Tuesday, November 3, 2009

03/11: Risk aversion & bullish sentiment fight to a draw

World markets noted an exciting November 3rd. Exchanges across Asia and Europe witnessed a sharply negative day, many down two percent, albeit with the notable exception of the Nikkei, as Tokyo celebrated a public holiday. Futures signaled a lower open in the U.S. too, but the morning States-side was saved by news of M&A in railroads. And not just any acquisition; the esteemed Warren Buffet is buying Burlington Northern Santa Fe (BNI) in a cash-and-stock deal that values the railroad at a nearly 33% premium over its close of Monday, November 2nd. And BNI is no guppie; its market cap is 33B (although I'm uncertain whether that is based on Monday's close or today's 27% higher one). The S&P500 would end today's session up nearly 3 points, or about a quarter percent, to 1045.

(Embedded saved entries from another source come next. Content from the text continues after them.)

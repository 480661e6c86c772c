use clap::{Parser, Subcommand};
use reqwest::header::{HeaderMap, HeaderValue, AUTHORIZATION};
use serde_json::Value;

#[derive(Parser)]
#[command(name = "gateway-cli")]
#[command(about = "Admin CLI for the payment gateway", long_about = None)]
struct Cli {
    #[arg(short, long, default_value = "http://localhost:8080")]
    url: String,

    #[arg(short, long, env = "GATEWAY_ADMIN_KEY")]
    key: String,

    #[command(subcommand)]
    command: Commands,
}

#[derive(Subcommand)]
enum Commands {
    /// List circuit breakers and their state
    Circuits,
    /// Force a circuit back to closed
    Reset {
        /// Call name, e.g. "mail-send"
        name: String,
    },
    /// Show rate limiter settings and tracked identities
    RateLimits,
}

#[tokio::main]
async fn main() -> Result<(), Box<dyn std::error::Error>> {
    let cli = Cli::parse();
    let client = reqwest::Client::builder().no_proxy().build()?;
    let base = cli.url.trim_end_matches('/');

    let mut headers = HeaderMap::new();
    headers.insert(
        AUTHORIZATION,
        HeaderValue::from_str(&format!("Bearer {}", cli.key))?,
    );

    let request = match &cli.command {
        Commands::Circuits => client.get(format!("{}/admin/circuits", base)),
        Commands::Reset { name } => client.post(format!("{}/admin/circuits/{}/reset", base, name)),
        Commands::RateLimits => client.get(format!("{}/admin/rate-limits", base)),
    };

    let res = request.headers(headers).send().await?;
    print_response(res).await
}

async fn print_response(res: reqwest::Response) -> Result<(), Box<dyn std::error::Error>> {
    let status = res.status();
    if !status.is_success() {
        eprintln!("Error: Admin API returned status {}", status);
        if let Ok(text) = res.text().await {
            if !text.is_empty() {
                eprintln!("Response: {}", text);
            }
        }
        std::process::exit(1);
    }

    let json: Value = res.json().await?;
    println!("{}", serde_json::to_string_pretty(&json)?);
    Ok(())
}
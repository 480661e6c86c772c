//! Time source shared by the rate limiter and the circuit breakers.
//!
//! Both components only ever ask "what time is it now" and compare
//! [`Instant`]s, so tests inject a `ManualClock` and advance it instead of
//! sleeping.

use std::time::Instant;
#[cfg(any(test, feature = "test-util"))]
use std::{sync::Mutex, time::Duration};

/// Monotonic time source.
pub trait Clock: Send + Sync {
    fn now(&self) -> Instant;
}

/// Wall clock backed by [`Instant::now`].
#[derive(Debug, Default, Clone, Copy)]
pub struct SystemClock;

impl Clock for SystemClock {
    fn now(&self) -> Instant {
        Instant::now()
    }
}

/// A clock that only moves when told to.
#[cfg(any(test, feature = "test-util"))]
#[derive(Debug)]
pub struct ManualClock {
    base: Instant,
    offset: Mutex<Duration>,
}

#[cfg(any(test, feature = "test-util"))]
impl ManualClock {
    pub fn new() -> Self {
        Self {
            base: Instant::now(),
            offset: Mutex::new(Duration::ZERO),
        }
    }

    /// Move the clock forward by `by`.
    pub fn advance(&self, by: Duration) {
        let mut offset = self.offset.lock().unwrap_or_else(|e| e.into_inner());
        *offset += by;
    }
}

#[cfg(any(test, feature = "test-util"))]
impl Default for ManualClock {
    fn default() -> Self {
        Self::new()
    }
}

#[cfg(any(test, feature = "test-util"))]
impl Clock for ManualClock {
    fn now(&self) -> Instant {
        let offset = *self.offset.lock().unwrap_or_else(|e| e.into_inner());
        self.base + offset
    }
}
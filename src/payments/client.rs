//! Client for the payment service.

use std::time::Duration;

use crate::downstream::DownstreamClient;
use crate::error::{CallError, DownstreamError};
use crate::payments::types::{PaymentOrder, PaymentRequest, PaymentResponse};
use crate::resilience::ProtectedCallExecutor;

/// Logical call name guarding the payment service.
pub const PAYMENT_PROCESS: &str = "payment-process";

const PROCESS_PATH: &str = "/payments/process";

#[derive(Clone)]
pub struct PaymentClient {
    downstream: DownstreamClient,
    executor: ProtectedCallExecutor,
    deadline: Duration,
}

impl PaymentClient {
    pub fn new(downstream: DownstreamClient, executor: ProtectedCallExecutor, deadline: Duration) -> Self {
        Self {
            downstream,
            executor,
            deadline,
        }
    }

    /// Submit the order. No fallback: a payment is never faked.
    pub async fn process(&self, request: &PaymentRequest) -> Result<PaymentResponse, CallError> {
        let downstream = &self.downstream;
        let order = PaymentOrder::from(request);
        self.executor
            .call(PAYMENT_PROCESS, self.deadline, || async move {
                let body = downstream.post_json(PROCESS_PATH, &order).await?;
                serde_json::from_str::<PaymentResponse>(&body).map_err(|e| {
                    DownstreamError::transport(format!("unreadable payment response: {}", e))
                })
            })
            .await
    }
}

Obviously, the M&A news gave bulls fresh life. Yet the Buffet announcement was far from the only source of fireworks during today's trade. Critically, gold shot higher to close at a fresh record of over $1080 an ounce, on a strengthening dollar no less. Front-month oil futures also advanced nearly $1 to just over $79 a barrel. It's important to note that the strong correlation of late between rising equities, a falling dollar, and rising gold did not hold today. Of course, trade this week can be expected to be somewhat abnormal, with critical news due tomorrow from the Federal Reserve Open Market Committee (FOMC) on interest rates (less important; no rise is forecast) and outlook (far more important; will the policy statement be dovish or hawkish?) and Friday bringing the all-important U.S. unemployment figure (a number in the neighborhood of negative 100-150k is expected).

What's in store for the rest of the trading week? From a technical perspective, upside moves remain a strong possibility, especially for those leading stocks that declined only moderately in the last fortnight and that have built bullish bases over the last few sessions. I've picked up calls in one such stock, the Houston-based, oil services firm Schlumberger (SLB). A 10-day chart follows, and the reader should note the following bullish features: A) an inverse head-and-shoulders pattern, with the left shoulder (first dip) at the close of trade on Wednesday, 10/28 and on high volume; the head (second dip) at midday on Friday, 10/30, likewise on high volume; and the right shoulder (third dip) at midday on Monday, 11/2, and critically on lesser volume; B) a cross of the 50-period (i.e. 50 hour) simple moving average (SMA) today, from below; and C) a break upward from the downward price channel of the past 10 sessions.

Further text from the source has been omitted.